El sueño de Europa
13 de abril 2026 - 03:07
Desde finales de la Segunda Guerra Mundial una serie de intelectuales europeos, angustiados por el terrible papel agresivo en que se vieron envueltas sus viejas naciones, fueron publicando libros para ilusionarse con una nueva idea de Europa. Ya había precedentes de esta actitud capaz de alentar nuevas expectativas, rompiendo con el limitado horizonte ofrecido por los egoísmos patrióticos. Resulta sorprendente el prodigioso número de escritores de la más dispar procedencia, en géneros literarios, lengua y geografía, que acudieron a esta llamada interior destinada recrear un sueño distinto para Europa.

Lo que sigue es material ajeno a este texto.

//! Report files written to disk.

use std::fs;

use aero_load::LoadFailure;
use aero_model::{EntityKind, Feed, RawRecord, RejectedRecord, RunStats};
use aero_report::{RejectionReport, RunReport, TIMESTAMP_FORMAT, format_timestamp};
use chrono::NaiveDate;
use tempfile::TempDir;

const TS: &str = "20240101_103000";

fn rejected_fare() -> RejectedRecord {
    RejectedRecord::new(
        RawRecord::from_pairs(
            2,
            [
                ("flight_number", "AB123"),
                ("fare_class", "economy"),
                ("price", "-5"),
            ],
        ),
        vec!["Invalid value: price cannot be negative".to_string()],
    )
}

fn duplicate_flight() -> LoadFailure {
    LoadFailure {
        index: 4,
        field: "flight_number",
        key: "CD456".to_string(),
        message: "Flight creation failed: CD456: integrity violation on flight: duplicate primary key"
            .to_string(),
    }
}

#[test]
fn nothing_rejected_writes_nothing() {
    let dir = TempDir::new().unwrap();
    let errors_dir = dir.path().join("errors");
    let report = RejectionReport {
        feed: Feed::Flights,
        source_file: "flights.csv",
        rejected: &[],
        failures: &[],
    };

    assert!(report.write(&errors_dir, TS).unwrap().is_none());
    assert!(!errors_dir.exists());
}

#[test]
fn rejection_csv_has_union_of_fields_and_meta_columns() {
    let dir = TempDir::new().unwrap();
    let rejected = [
        rejected_fare(),
        RejectedRecord::new(
            RawRecord::from_pairs(5, [("flight_number", "ZZ1"), ("availability", "3")]),
            vec![
                "Unresolved reference: flight ZZ1 not found".to_string(),
                "Missing required fields: price".to_string(),
            ],
        ),
    ];
    let report = RejectionReport {
        feed: Feed::Fares,
        source_file: "fares.csv",
        rejected: &rejected,
        failures: &[],
    };

    let written = report.write(dir.path(), TS).unwrap().unwrap();
    assert_eq!(
        written.errors_csv.file_name().unwrap(),
        "fares_errors_20240101_103000.csv"
    );
    let csv = fs::read_to_string(&written.errors_csv).unwrap();
    insta::assert_snapshot!(csv, @r"
    flight_number,fare_class,price,availability,_errors,_original_index
    AB123,economy,-5,,Invalid value: price cannot be negative,2
    ZZ1,,,3,Unresolved reference: flight ZZ1 not found; Missing required fields: price,5
    ");
}

#[test]
fn load_failures_are_reported_with_their_key() {
    let dir = TempDir::new().unwrap();
    let failures = [duplicate_flight()];
    let report = RejectionReport {
        feed: Feed::Flights,
        source_file: "flights.csv",
        rejected: &[],
        failures: &failures,
    };

    let written = report.write(dir.path(), TS).unwrap().unwrap();
    let csv = fs::read_to_string(&written.errors_csv).unwrap();
    let mut lines = csv.lines();
    assert_eq!(lines.next(), Some("flight_number,_errors,_original_index"));
    let row = lines.next().unwrap();
    assert!(row.starts_with("CD456,"));
    assert!(row.ends_with(",4"));
    assert_eq!(lines.next(), None);
}

#[test]
fn rejection_summary_counts_categories() {
    let dir = TempDir::new().unwrap();
    let rejected = [rejected_fare()];
    let failures = [duplicate_flight()];
    let report = RejectionReport {
        feed: Feed::Fares,
        source_file: "fares.csv",
        rejected: &rejected,
        failures: &failures,
    };

    let written = report.write(dir.path(), TS).unwrap().unwrap();
    assert_eq!(
        written.summary_json.file_name().unwrap(),
        "fares_summary_20240101_103000.json"
    );
    let json = fs::read_to_string(&written.summary_json).unwrap();
    insta::assert_snapshot!(json, @r#"
    {
      "source_file": "fares.csv",
      "feed": "fares",
      "timestamp": "20240101_103000",
      "total_errors": 2,
      "error_categories": {
        "Flight creation failed": 1,
        "Invalid value": 1
      }
    }
    "#);
}

fn flight_stats() -> RunStats {
    let mut stats = RunStats::new(Feed::Flights).with_source_file("flights.csv");
    stats.record_partition(4, 3, 1);
    stats.record_created(EntityKind::Flights);
    stats.record_created(EntityKind::Flights);
    stats.record_error("Flight creation failed: CD456: duplicate");
    stats
}

#[test]
fn run_report_aggregates_feeds() {
    let dir = TempDir::new().unwrap();
    let mut fares = RunStats::new(Feed::Fares).with_source_file("fares.csv");
    fares.record_partition(2, 2, 0);
    fares.record_created(EntityKind::Fares);
    fares.record_created(EntityKind::Fares);

    let report = RunReport::new(TS, &[flight_stats(), fares]);
    let path = report.write(&dir.path().join("output")).unwrap();
    assert_eq!(path.file_name().unwrap(), "etl_report_20240101_103000.json");

    let json = fs::read_to_string(&path).unwrap();
    insta::assert_snapshot!(json, @r#"
    {
      "timestamp": "20240101_103000",
      "statistics": {
        "fares": {
          "source_file": "fares.csv",
          "total_processed": 2,
          "valid_records": 2,
          "error_records": 0,
          "fares_created": 2,
          "load_error_count": 0,
          "errors": []
        },
        "flights": {
          "source_file": "flights.csv",
          "total_processed": 4,
          "valid_records": 3,
          "error_records": 1,
          "flights_created": 2,
          "load_error_count": 1,
          "errors": [
            "Flight creation failed: CD456: duplicate"
          ]
        }
      },
      "summary": {
        "total_processed": 6,
        "total_valid": 5,
        "total_loaded": 4,
        "total_errors": 2,
        "success_rate": 83.33
      }
    }
    "#);
}

#[test]
fn failed_feed_is_reported_as_error_entry() {
    let mut failed = RunStats::new(Feed::Passengers).with_source_file("passengers.xlsx");
    failed.fail("malformed source passengers.xlsx: bad zip");

    let report = RunReport::new(TS, &[failed]);
    let value = serde_json::to_value(&report).unwrap();
    assert_eq!(
        value["statistics"]["passengers"],
        serde_json::json!({ "error": "malformed source passengers.xlsx: bad zip" })
    );
    assert_eq!(value["summary"]["success_rate"], serde_json::json!(0.0));
}

#[test]
fn repeated_feed_gets_file_qualified_key() {
    let mut second = RunStats::new(Feed::Flights).with_source_file("more_flights.csv");
    second.record_partition(1, 1, 0);

    let report = RunReport::new(TS, &[flight_stats(), second]);
    let keys: Vec<_> = report.statistics.keys().cloned().collect();
    assert_eq!(keys, ["flights", "flights:more_flights.csv"]);
    assert_eq!(report.summary.total_processed, 5);
}

#[test]
fn timestamp_matches_file_name_format() {
    let at = NaiveDate::from_ymd_opt(2024, 1, 1)
        .unwrap()
        .and_hms_opt(10, 30, 0)
        .unwrap();
    assert_eq!(format_timestamp(at), TS);
    assert_eq!(at.format(TIMESTAMP_FORMAT).to_string().len(), 15);
}
//! Row validation for the airline ETL.
//!
//! Field predicates ([`field`]) are pure and total; the domain validators
//! compose them into per-entity acceptance rules and return every error a
//! row has, not just the first.

pub mod errors;
pub mod field;
pub mod flight;
pub mod passenger;

use aero_model::RawRecord;

pub use errors::RowErrors;
pub use field::{
    is_future_date, is_future_date_on, is_valid_date, is_valid_datetime, is_valid_email,
    is_valid_identifier, is_valid_phone, required,
};
pub use flight::{AIRPORT_CODE_LEN, FLIGHT_REQUIRED_FIELDS, FlightValidator};
pub use passenger::{PASSENGER_REQUIRED_FIELDS, PassengerValidator};

/// Default calendar date format.
pub const DEFAULT_DATE_FORMAT: &str = "%Y-%m-%d";

/// Default timestamp format: date and time with seconds.
pub const DEFAULT_DATETIME_FORMAT: &str = "%Y-%m-%d %H:%M:%S";

/// Per-entity row acceptance rules.
pub trait RowValidator {
    /// Every reason `record` cannot be accepted; empty when it can.
    fn validate(&self, record: &RawRecord) -> Vec<String>;

    fn is_valid(&self, record: &RawRecord) -> bool {
        self.validate(record).is_empty()
    }
}
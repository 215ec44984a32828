//! Error types for tabular ingestion.

use std::path::PathBuf;
use thiserror::Error;

/// Errors that can occur while listing or reading source files.
///
/// Extraction errors are fatal to the single file being read, never to the
/// run.
#[derive(Debug, Error)]
pub enum IngestError {
    // === File System Errors ===
    /// Input directory not found or not a directory.
    #[error("directory not found: {path}")]
    DirectoryNotFound { path: PathBuf },

    /// Failed to read directory entries.
    #[error("failed to read directory {path}: {source}")]
    DirectoryRead {
        path: PathBuf,
        #[source]
        source: std::io::Error,
    },

    /// Referenced source file does not exist.
    #[error("source file not found: {path}")]
    SourceNotFound { path: PathBuf },

    /// Failed to open or read a file.
    #[error("failed to read file {path}: {source}")]
    FileRead {
        path: PathBuf,
        #[source]
        source: std::io::Error,
    },

    // === Format Errors ===
    /// Extension is not one of the supported tabular formats.
    #[error("unsupported format '{extension}': {path}")]
    UnsupportedFormat { path: PathBuf, extension: String },

    /// The underlying parse failed (corrupt file, unknown sheet).
    #[error("malformed source {path}: {message}")]
    MalformedSource { path: PathBuf, message: String },
}

impl IngestError {
    pub(crate) fn malformed(path: impl Into<PathBuf>, message: impl ToString) -> Self {
        Self::MalformedSource {
            path: path.into(),
            message: message.to_string(),
        }
    }
}

/// Result type for ingestion operations.
pub type Result<T> = std::result::Result<T, IngestError>;

#[cfg(test)]
mod tests {
    use super::*;

    #[test]
    fn test_error_display() {
        let err = IngestError::SourceNotFound {
            path: PathBuf::from("/data/input/passengers.csv"),
        };
        assert_eq!(
            err.to_string(),
            "source file not found: /data/input/passengers.csv"
        );
    }

    #[test]
    fn test_unsupported_format_display() {
        let err = IngestError::UnsupportedFormat {
            path: PathBuf::from("flights.json"),
            extension: "json".to_string(),
        };
        insta::assert_snapshot!(err.to_string(), @"unsupported format 'json': flights.json");
    }
}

Resultaba difícil volver a tener esperanza, como dijo Adorno, después de los horrores de la guerra, pero aquella responsabilidad, aunque asumida de forma aislada, movilizó a centenares de escritores, y gracias a las ideas expuestas, poco a poco, cobraron vida esas nuevas instituciones que aún perduran. Así, se hizo posible que se encarnase la Europa soñada: a la vez unida, solidaria y democrática. En España se tuvo la suerte de contar con las meditaciones dedicadas a esta cuestión por Ortega –tan brillantes como certeras–, pero en el resto de Europa acudieron también a esta convocatoria moral sus mejores nombres. El mundo de la cultura durante medio siglo dio testimonio de un compromiso admirable. Con todos esos libros, y la voluntad ética que los empujaba, se pudo llenar la biblioteca ideal con la que se forjó el sueño que Europa necesitaba. Pero aún hay más, también muy significativo. Entre tantos títulos puede trazarse una línea compartida: todos basaron en el pasado cultural europeo las razones que justificaban sus diversas propuestas. De la vieja y milenaria cultura europea era posible, pues, extraer los apoyos para enfrentarse con los difíciles tiempos actuales. Por eso, precisamente, en estos días conviene recuperar esta labor ingente y entusiasta que se depositó en aquellos centenares de libros, porque, con su lectura, los primeros europeístas tomaron conciencia de la necesidad de crear las instituciones políticas, sociales y económicas que todavía sostienen el sueño de esta unión europea. Y esto conviene aún más recordarlo ahora que cunde la alarma de que, ante los nuevos retos, estas instituciones comunitarias flaquean, desnortadas e indecisas.